Poems on William Stafford
By Kim Stafford

My Father’s Mottos

Do it now, he said, and do it all, as he

stepped from the mailbox with his daily

bushel of letters to answer before marking

a hundred student essays in time for the Ohio

circuit—thirty poetry readings in thirty days.

Do the hard part first, he said, rising at 3 a.m.

to run his round through the dark. His leisure?

I think I’ll read all of Thackery again. In short,

he didn’t mess around. No dithering, he said—

his hero’s message left to a wayward son.
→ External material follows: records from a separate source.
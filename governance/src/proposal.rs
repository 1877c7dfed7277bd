//! Governance proposals, their typed payloads, and the proposal store.

use crate::error::GovernanceError;
use concord_types::{Address, BlockHeight, ProposalId};
use serde::{Deserialize, Serialize};
use std::collections::BTreeMap;
use std::fmt;

/// What executing a proposal does.
#[derive(Clone, Copy, Debug, PartialEq, Eq, Hash, Serialize, Deserialize)]
pub enum ProposalKind {
    /// Pay `amount` from the treasury to `recipient`.
    Funding,
    /// Overwrite a governance parameter.
    Parameter,
    /// Add a member or change a member's power.
    Membership,
    /// Signalling only; no side effect.
    General,
}

/// Lifecycle of a proposal.
///
/// `Active → Passed | Rejected` on finalization, `Passed → Executed` on
/// execution. `Cancelled` exists for record compatibility; no operation
/// produces it.
#[derive(Clone, Copy, Debug, PartialEq, Eq, Hash, Serialize, Deserialize)]
pub enum ProposalState {
    Active,
    Passed,
    Rejected,
    Executed,
    Cancelled,
}

impl ProposalState {
    /// No further transition is possible.
    pub fn is_terminal(&self) -> bool {
        matches!(self, Self::Rejected | Self::Executed | Self::Cancelled)
    }
}

impl fmt::Display for ProposalState {
    fn fmt(&self, f: &mut fmt::Formatter<'_>) -> fmt::Result {
        match self {
            Self::Active => write!(f, "active"),
            Self::Passed => write!(f, "passed"),
            Self::Rejected => write!(f, "rejected"),
            Self::Executed => write!(f, "executed"),
            Self::Cancelled => write!(f, "cancelled"),
        }
    }
}

/// A governance proposal.
#[derive(Clone, Debug, PartialEq, Eq, Serialize, Deserialize)]
pub struct Proposal {
    pub id: ProposalId,
    pub proposer: Address,
    pub title: String,
    pub description: String,
    pub kind: ProposalKind,
    /// Disbursement for funding proposals; informational otherwise.
    pub amount: u128,
    pub recipient: Option<Address>,
    pub start_block: BlockHeight,
    /// Last block at which votes are accepted.
    pub end_block: BlockHeight,
    pub yes_votes: u128,
    pub no_votes: u128,
    pub state: ProposalState,
    pub executed_at: Option<BlockHeight>,
    /// Native value locked by the proposer at creation.
    pub deposit: u128,
}

impl Proposal {
    /// Total weight cast either way.
    pub fn votes_cast(&self) -> u128 {
        self.yes_votes.saturating_add(self.no_votes)
    }

    /// Whether a vote at `now` falls inside the voting window.
    pub fn is_open_at(&self, now: BlockHeight) -> bool {
        self.state == ProposalState::Active && now <= self.end_block
    }
}

/// Payload of a parameter-change proposal.
#[derive(Clone, Debug, PartialEq, Eq, Serialize, Deserialize)]
pub struct ParameterChange {
    /// Parameter name as submitted; see [`crate::GovernableParam::name`].
    pub param: String,
    pub new_value: u128,
}

/// Payload of a membership-change proposal.
#[derive(Clone, Debug, PartialEq, Eq, Serialize, Deserialize)]
pub struct MembershipChange {
    pub member: Address,
    pub new_power: u128,
    /// Add `member` rather than re-weigh an existing one.
    pub is_addition: bool,
}

/// Fields supplied by the proposer.
#[derive(Clone, Debug, PartialEq, Eq, Serialize, Deserialize)]
pub struct ProposalDraft {
    pub title: String,
    pub description: String,
    pub kind: ProposalKind,
    pub amount: u128,
    pub recipient: Option<Address>,
}

impl ProposalDraft {
    pub fn new(title: impl Into<String>, description: impl Into<String>, kind: ProposalKind) -> Self {
        Self {
            title: title.into(),
            description: description.into(),
            kind,
            amount: 0,
            recipient: None,
        }
    }

    /// A funding draft paying `amount` to `recipient`.
    pub fn funding(
        title: impl Into<String>,
        description: impl Into<String>,
        amount: u128,
        recipient: Address,
    ) -> Self {
        Self {
            amount,
            recipient: Some(recipient),
            ..Self::new(title, description, ProposalKind::Funding)
        }
    }

    pub(crate) fn validate(&self) -> Result<(), GovernanceError> {
        if self.title.trim().is_empty() {
            return Err(GovernanceError::invalid("title must not be empty"));
        }
        if self.kind == ProposalKind::Funding && self.amount == 0 {
            return Err(GovernanceError::invalid("funding amount must be positive"));
        }
        Ok(())
    }
}

/// Proposal records and their typed payloads, keyed by id.
#[derive(Clone, Debug, Serialize, Deserialize)]
pub struct ProposalStore {
    next_id: ProposalId,
    proposals: BTreeMap<ProposalId, Proposal>,
    parameter_changes: BTreeMap<ProposalId, ParameterChange>,
    membership_changes: BTreeMap<ProposalId, MembershipChange>,
}

impl ProposalStore {
    pub fn new() -> Self {
        Self {
            next_id: ProposalId::FIRST,
            proposals: BTreeMap::new(),
            parameter_changes: BTreeMap::new(),
            membership_changes: BTreeMap::new(),
        }
    }

    /// Store a new Active proposal under the next sequential id.
    pub(crate) fn insert(
        &mut self,
        proposer: Address,
        draft: ProposalDraft,
        now: BlockHeight,
        voting_period: u64,
        deposit: u128,
    ) -> Result<ProposalId, GovernanceError> {
        let id = self.next_id;
        self.next_id = id.checked_next().ok_or(GovernanceError::Overflow)?;
        let proposal = Proposal {
            id,
            proposer,
            title: draft.title,
            description: draft.description,
            kind: draft.kind,
            amount: draft.amount,
            recipient: draft.recipient,
            start_block: now,
            end_block: now.saturating_add(voting_period),
            yes_votes: 0,
            no_votes: 0,
            state: ProposalState::Active,
            executed_at: None,
            deposit,
        };
        self.proposals.insert(id, proposal);
        Ok(id)
    }

    pub(crate) fn attach_parameter_change(&mut self, id: ProposalId, change: ParameterChange) {
        self.parameter_changes.insert(id, change);
    }

    pub(crate) fn attach_membership_change(&mut self, id: ProposalId, change: MembershipChange) {
        self.membership_changes.insert(id, change);
    }

    pub fn get(&self, id: ProposalId) -> Result<&Proposal, GovernanceError> {
        self.proposals
            .get(&id)
            .ok_or(GovernanceError::ProposalNotFound(id))
    }

    pub(crate) fn get_mut(&mut self, id: ProposalId) -> Result<&mut Proposal, GovernanceError> {
        self.proposals
            .get_mut(&id)
            .ok_or(GovernanceError::ProposalNotFound(id))
    }

    pub fn parameter_change(&self, id: ProposalId) -> Option<&ParameterChange> {
        self.parameter_changes.get(&id)
    }

    pub fn membership_change(&self, id: ProposalId) -> Option<&MembershipChange> {
        self.membership_changes.get(&id)
    }

    /// Number of proposals ever created.
    pub fn count(&self) -> u64 {
        self.next_id.as_u64() - ProposalId::FIRST.as_u64()
    }

    /// Check that ids are never reused and payloads belong to stored proposals.
    pub fn check_consistency(&self) -> Result<(), GovernanceError> {
        if let Some((&last, _)) = self.proposals.last_key_value() {
            if self.next_id <= last {
                return Err(GovernanceError::Snapshot(format!(
                    "next proposal id {} would reuse stored id {}",
                    self.next_id, last
                )));
            }
        }
        for (id, proposal) in &self.proposals {
            if proposal.id != *id {
                return Err(GovernanceError::Snapshot(format!(
                    "proposal stored under {} carries id {}",
                    id, proposal.id
                )));
            }
        }
        let orphan = self
            .parameter_changes
            .keys()
            .chain(self.membership_changes.keys())
            .find(|id| !self.proposals.contains_key(*id));
        if let Some(id) = orphan {
            return Err(GovernanceError::Snapshot(format!(
                "payload for missing proposal {id}"
            )));
        }
        Ok(())
    }

    pub fn contains(&self, id: ProposalId) -> bool {
        self.proposals.contains_key(&id)
    }

    #[cfg(test)]
    pub(crate) fn rewind_next_id(&mut self, next_id: ProposalId) {
        self.next_id = next_id;
    }

    /// Proposals in id order, optionally restricted to one state.
    pub fn list(&self, state: Option<ProposalState>) -> Vec<&Proposal> {
        self.proposals
            .values()
            .filter(|p| state.map_or(true, |s| p.state == s))
            .collect()
    }
}

impl Default for ProposalStore {
    fn default() -> Self {
        Self::new()
    }
}

#[cfg(test)]
mod tests {
    use super::*;

    fn draft(kind: ProposalKind) -> ProposalDraft {
        ProposalDraft::new("title", "body", kind)
    }

    #[test]
    fn ids_are_sequential() {
        let mut store = ProposalStore::new();
        let a = store
            .insert(Address::new("alice"), draft(ProposalKind::General), BlockHeight::new(5), 10, 0)
            .unwrap();
        let b = store
            .insert(Address::new("alice"), draft(ProposalKind::General), BlockHeight::new(6), 10, 0)
            .unwrap();
        assert_eq!(a, ProposalId::new(1));
        assert_eq!(b, ProposalId::new(2));
        assert_eq!(store.count(), 2);

        let first = store.get(a).unwrap();
        assert_eq!(first.start_block, BlockHeight::new(5));
        assert_eq!(first.end_block, BlockHeight::new(15));
        assert_eq!(first.state, ProposalState::Active);
        assert_eq!(first.votes_cast(), 0);
    }

    #[test]
    fn missing_proposal_is_not_found() {
        let store = ProposalStore::new();
        assert_eq!(
            store.get(ProposalId::new(9)).unwrap_err(),
            GovernanceError::ProposalNotFound(ProposalId::new(9))
        );
    }

    #[test]
    fn list_filters_by_state() {
        let mut store = ProposalStore::new();
        let a = store
            .insert(Address::new("a"), draft(ProposalKind::General), BlockHeight::GENESIS, 1, 0)
            .unwrap();
        store
            .insert(Address::new("a"), draft(ProposalKind::General), BlockHeight::GENESIS, 1, 0)
            .unwrap();
        store.get_mut(a).unwrap().state = ProposalState::Rejected;

        assert_eq!(store.list(None).len(), 2);
        assert_eq!(store.list(Some(ProposalState::Active)).len(), 1);
        assert_eq!(store.list(Some(ProposalState::Rejected))[0].id, a);
    }

    #[test]
    fn draft_validation() {
        assert!(draft(ProposalKind::General).validate().is_ok());
        assert!(ProposalDraft::new("  ", "", ProposalKind::General)
            .validate()
            .is_err());
        assert!(draft(ProposalKind::Funding).validate().is_err());
        assert!(ProposalDraft::funding("pay", "", 5, Address::new("bob"))
            .validate()
            .is_ok());
    }

    #[test]
    fn open_window_is_inclusive_of_end_block() {
        let mut store = ProposalStore::new();
        let id = store
            .insert(Address::new("a"), draft(ProposalKind::General), BlockHeight::new(10), 5, 0)
            .unwrap();
        let proposal = store.get(id).unwrap();
        assert!(proposal.is_open_at(BlockHeight::new(15)));
        assert!(!proposal.is_open_at(BlockHeight::new(16)));
        assert!(ProposalState::Executed.is_terminal());
        assert!(!ProposalState::Passed.is_terminal());
    }
}
//! Per-call request context.

use crate::address::Address;
use crate::height::BlockHeight;
use serde::{Deserialize, Serialize};

/// Who is calling and at which block.
///
/// The host runtime authenticates the caller and supplies the current
/// block height; the engine reads both only through this value.
#[derive(Clone, Debug, PartialEq, Eq, Serialize, Deserialize)]
pub struct RequestContext {
    pub caller: Address,
    pub block: BlockHeight,
}

impl RequestContext {
    pub fn new(caller: impl Into<Address>, block: impl Into<BlockHeight>) -> Self {
        Self {
            caller: caller.into(),
            block: block.into(),
        }
    }
}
Our Father Teaches Night School at the Coast

They were working people who wanted

to write, so he drove the mountains down

the Wilson River road to Tillamook, stars

or rain, dark miles of thought to a room

of pens and questions, his students giving

stories, troubles, enigmas, now and then

a fish bedded in fern, shy encounters

and farewells one night a week, eight years

of shadows flaring and fading, his loyal car

traveling through the dark where the land

had burned, his drive turning with the river

to bring him home to us to wake and hear

his stories of the long dark road.

Ten Years After the Last Words

Ten years after my father, as he helped my mother

clean the kitchen when the blender had exploded

scattering lime pie filling everywhere, said,

Better get another spatula…

and then fell dead to the floor,

I was standing at the wall with the sheetrock trowel

buttered with finish mud to cover the dimples

of the nails, the panel seam snug against the stud,

and I asked my father in my mind, “Daddy,

have I done enough for you?”

His voice bloomed in my head:

Years ago. Years ago you did enough.

“But how can I choose between your work

and mine?” Again, his voice, fine as dust:

Do the work that is most alive.

Some days it may be mine,

Most days it will be your own.

And finally you won’t know the difference.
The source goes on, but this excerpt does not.